L'abbé alla reprocher au fermier sa négligence; mais celui-ci ne les garda pas mieux, et un matin l'abbé les trouva broutant sa vigne, et les frappa de sa crosse en les maudissant.

Le propriétaire alla à la recherche de ses ânes, qu'il trouva immobiles, près de l'enclos des moines, la tête retournée sur le dos; saint Suliac les délivra de cette position incommode, et les ânes s'en allèrent, mais ils firent un tel bruit que le saint pour ne plus en être incommodé, élargit la Rance et lui donna la largeur qu'elle a aujourd'hui.

On voyait naguère dans les caves du presbytère un tableau sculpté en relief, fort vieux d'après la grossièreté du travail, et représentant les ânes, la tête retournée sur le dos.

La tradition populaire ajoutait qu'une ligne tracée à l'entour du jardin et quatre petites houssines plantées aux quatre angles avaient suffi pour rendre immobiles, comme devant un mur de clôture, le ânes de Rigourden.

(Mme de Cerny, Saint-Suliac et ses Traditions (abrégé), p. 13).

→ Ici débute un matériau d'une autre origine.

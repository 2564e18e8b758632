use chrono::{DateTime, Utc};
use rust_decimal::Decimal;
use serde::{Deserialize, Serialize};

use crate::{
    models::cart::{CartItem, CartItemKind},
    money::checked_total,
};

#[derive(Debug, Clone, Serialize, Deserialize, PartialEq)]
#[serde(rename_all = "camelCase")]
pub struct BookingRequestItem {
    #[serde(rename = "type")]
    pub kind: CartItemKind,
    pub title: String,
    pub details: String,
    pub price: Decimal,
    #[serde(default)]
    pub image_url: Option<String>,
}

impl From<&CartItem> for BookingRequestItem {
    fn from(item: &CartItem) -> Self {
        Self {
            kind: item.kind,
            title: item.title.clone(),
            details: item.details.clone(),
            price: item.price,
            image_url: item.image.clone(),
        }
    }
}

/// Payload accepted by the booking-creation endpoint.
#[derive(Debug, Clone, Serialize, Deserialize, PartialEq)]
#[serde(rename_all = "camelCase")]
pub struct BookingRequest {
    #[serde(default)]
    pub customer_email: Option<String>,
    #[serde(default)]
    pub customer_name: Option<String>,
    pub payment_reference: String,
    pub items: Vec<BookingRequestItem>,
}

impl BookingRequest {
    /// `None` when the prices add up past what a `Decimal` holds.
    pub fn total_amount(&self) -> Option<Decimal> {
        checked_total(self.items.iter().map(|item| item.price))
    }
}

#[derive(Debug, Clone, Serialize, Deserialize, PartialEq)]
#[serde(rename_all = "camelCase")]
pub struct BookingReceipt {
    pub id: String,
    pub total_amount: Decimal,
    pub status: String,
    pub message: String,
}

/// What the confirmation page shows after a successful checkout.
#[derive(Debug, Clone, Serialize, Deserialize, PartialEq)]
pub struct Confirmation {
    pub booking_id: String,
    pub total_amount: Decimal,
    pub status: String,
    pub message: String,
    pub item_titles: Vec<String>,
    pub confirmed_at: DateTime<Utc>,
    #[serde(default)]
    pub idempotency_key: Option<String>,
}

#[derive(Debug, Clone, Serialize, Deserialize, PartialEq)]
#[serde(rename_all = "camelCase")]
pub struct StoredBooking {
    pub id: String,
    pub customer_email: Option<String>,
    pub customer_name: Option<String>,
    pub payment_reference: String,
    pub total_amount: Decimal,
    pub status: String,
    pub created_at: DateTime<Utc>,
    pub items: Vec<BookingRequestItem>,
}
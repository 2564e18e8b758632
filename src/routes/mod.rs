pub mod api;
pub mod booking;
pub mod itinerary;
pub mod public;

use axum::{middleware, Router};
use tower_http::{services::ServeDir, trace::TraceLayer};

use crate::{session::ensure_session, state::AppState};

pub fn create_router(state: AppState) -> Router {
    Router::new()
        .merge(public::router())
        .nest("/itinerary", itinerary::router())
        .nest("/book", booking::router())
        .nest("/api", api::router())
        .route_layer(middleware::from_fn_with_state(state.clone(), ensure_session))
        .nest_service("/static", ServeDir::new("static"))
        .layer(TraceLayer::new_for_http())
        .with_state(state)
}

fn normalize_optional(input: Option<String>) -> Option<String> {
    input.and_then(|value| {
        let trimmed = value.trim();
        if trimmed.is_empty() {
            None
        } else {
            Some(trimmed.to_string())
        }
    })
}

Dans la Vie des saints de Bretagne, éd. Kerdanet, la légende de saint Suliac est assez développée. Ce n'est qu'à partir du § 8 que l'on trouve des ressemblances entre elle et la légende ci-dessus:

«Ayant labouré une pièce de terre, il y sema du bled, lequel crust fort beau; mais le bestail qui d'ordinaire, passoit ès prochains marets se jeta une nuit dans ce champ qui n'estoit pas fermé et en gasta une partie; le matin on vint en avertir saint Suliac; il se mit en prière, et puis prit son baston, dont il traça une ligne à l'entour du champ, et aux quatre coins d'iceluy planta quatre petites houssines pour toute haye et fossé.... la nuit suivante, les mesmes animaux, sortant des marets et pasturages se voulurent jetter sur ledit champ; mais si tost qu'ils toucherent cette ligne que le saint avoit tracée, ils devinrent tous immobiles, sans se mouvoir ni se remuer non plus que s'ils eussent esté de marbre ou de bronze; le saint abbé s'en alla devers le champ, donna sa bénediction à ces animaux, et leur deffendit désormais de venir ravager son blé: ce qu'ils observerent invariablement et se retirerent dans les marets.»

Dans la vie de saint Samson, des pourceaux ayant été paître malgré la défense dans les prairies appartenant aux religieux, sont changés en boucs hideux.

(Albert le Grand, § 21).

Saint Suliac (1er octobre), abbé, VIe siècle, est le patron de la paroisse de ce nom dans l'Ille-et-Vilaine, de Sizun, de Tressigneaux; il a une chapelle à Plomodiern. Dans l'église de Saint-Suliac il est, dit-on, enterré au bas de l'épître: au-dessus est un autel où sont exposés dans des reliquaires les ossements du saint; on y fait des neuvaines pour les fièvres. Il préserve aussi les animaux des épizooties, et est invoqué pour la guérison des plaies.